>>>

use macroplan_mealplan::provider::{
    GeminiClient, GenerateContentRequest, ProviderError, TextGenerator,
};
use macroplan_mealplan::{Generator, Preferences};
use serde_json::json;
use std::sync::Arc;
use wiremock::matchers::{body_partial_json, header, method, path};
use wiremock::{Mock, MockServer, ResponseTemplate};

const MODEL_PATH: &str = "/models/gemini-test:generateContent";

fn client(server: &MockServer) -> GeminiClient {
    GeminiClient::new(server.uri(), "gemini-test")
}

#[tokio::test]
async fn test_sends_key_header_and_generation_config() {
    let server = MockServer::start().await;

    Mock::given(method("POST"))
        .and(path(MODEL_PATH))
        .and(header("x-goog-api-key", "secret"))
        .and(body_partial_json(json!({
            "systemInstruction": { "parts": [{ "text": "be brief" }] },
            "generationConfig": {
                "responseMimeType": "application/json",
                "maxOutputTokens": 700
            }
        })))
        .respond_with(ResponseTemplate::new(200).set_body_json(json!({
            "candidates": [{ "content": { "parts": [{ "text": "{\"ok\":true}" }] } }],
            "usageMetadata": { "totalTokenCount": 9 }
        })))
        .expect(1)
        .mount(&server)
        .await;

    let request = GenerateContentRequest::new("be brief", "plan");
    let response = client(&server)
        .generate_content("secret", &request)
        .await
        .unwrap();

    assert_eq!(response.first_candidate_text(), "{\"ok\":true}");
    assert_eq!(response.usage_metadata, Some(json!({ "totalTokenCount": 9 })));
}

#[tokio::test]
async fn test_rate_limit_message_is_forwarded() {
    let server = MockServer::start().await;

    Mock::given(method("POST"))
        .and(path(MODEL_PATH))
        .respond_with(ResponseTemplate::new(429).set_body_json(json!({
            "error": {
                "code": 429,
                "message": "Resource has been exhausted (e.g. check quota).",
                "status": "RESOURCE_EXHAUSTED"
            }
        })))
        .mount(&server)
        .await;

    let err = client(&server)
        .generate_content("secret", &GenerateContentRequest::new("s", "p"))
        .await
        .unwrap_err();

    match err {
        ProviderError::Status { status, message } => {
            assert_eq!(status, 429);
            assert_eq!(message, "Resource has been exhausted (e.g. check quota).");
        }
        other => panic!("unexpected error: {other:?}"),
    }
}

#[tokio::test]
async fn test_unreachable_provider_is_a_transport_error() {
    // nothing listens on port 1
    let err = GeminiClient::new("http://127.0.0.1:1", "gemini-test")
        .generate_content("secret", &GenerateContentRequest::new("s", "p"))
        .await
        .unwrap_err();

    assert!(matches!(err, ProviderError::Transport(_)));
}

#[tokio::test]
async fn test_generator_over_http_trims_meals() {
    let server = MockServer::start().await;
    let plan = json!({
        "plan_name": "Lean",
        "days": [{ "meals": [
            { "recipe_name": "m1", "steps": ["1", "2", "3"] },
            { "recipe_name": "m2" },
            { "recipe_name": "m3" }
        ] }]
    });

    Mock::given(method("POST"))
        .and(path(MODEL_PATH))
        .respond_with(ResponseTemplate::new(200).set_body_json(json!({
            "candidates": [{ "content": { "parts": [
                { "text": "Here is your plan:\n" },
                { "text": plan.to_string() }
            ] } }]
        })))
        .mount(&server)
        .await;

    let generator = Generator::new(Arc::new(client(&server)));
    let prefs = Preferences::from_raw(&json!({ "numMeals": 2 }));
    let generated = generator.generate("secret", &prefs).await.unwrap();

    let meals = generated.plan["days"][0]["meals"].as_array().unwrap();
    assert_eq!(meals.len(), 2);
    assert_eq!(meals[0]["steps"], json!(["1", "2"]));
    assert_eq!(meals[1]["steps"], json!([]));
    assert_eq!(generated.usage, None);
}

<<<

Transcribe the records above exactly, beginning at the line that contains "listens on port 1" and ending with the line that contains "async fn test_generator_over_http_trims_meals()", both included, and nothing else.

    // nothing listens on port 1
    let err = GeminiClient::new("http://127.0.0.1:1", "gemini-test")
        .generate_content("secret", &GenerateContentRequest::new("s", "p"))
        .await
        .unwrap_err();

    assert!(matches!(err, ProviderError::Transport(_)));
}

#[tokio::test]
async fn test_generator_over_http_trims_meals() {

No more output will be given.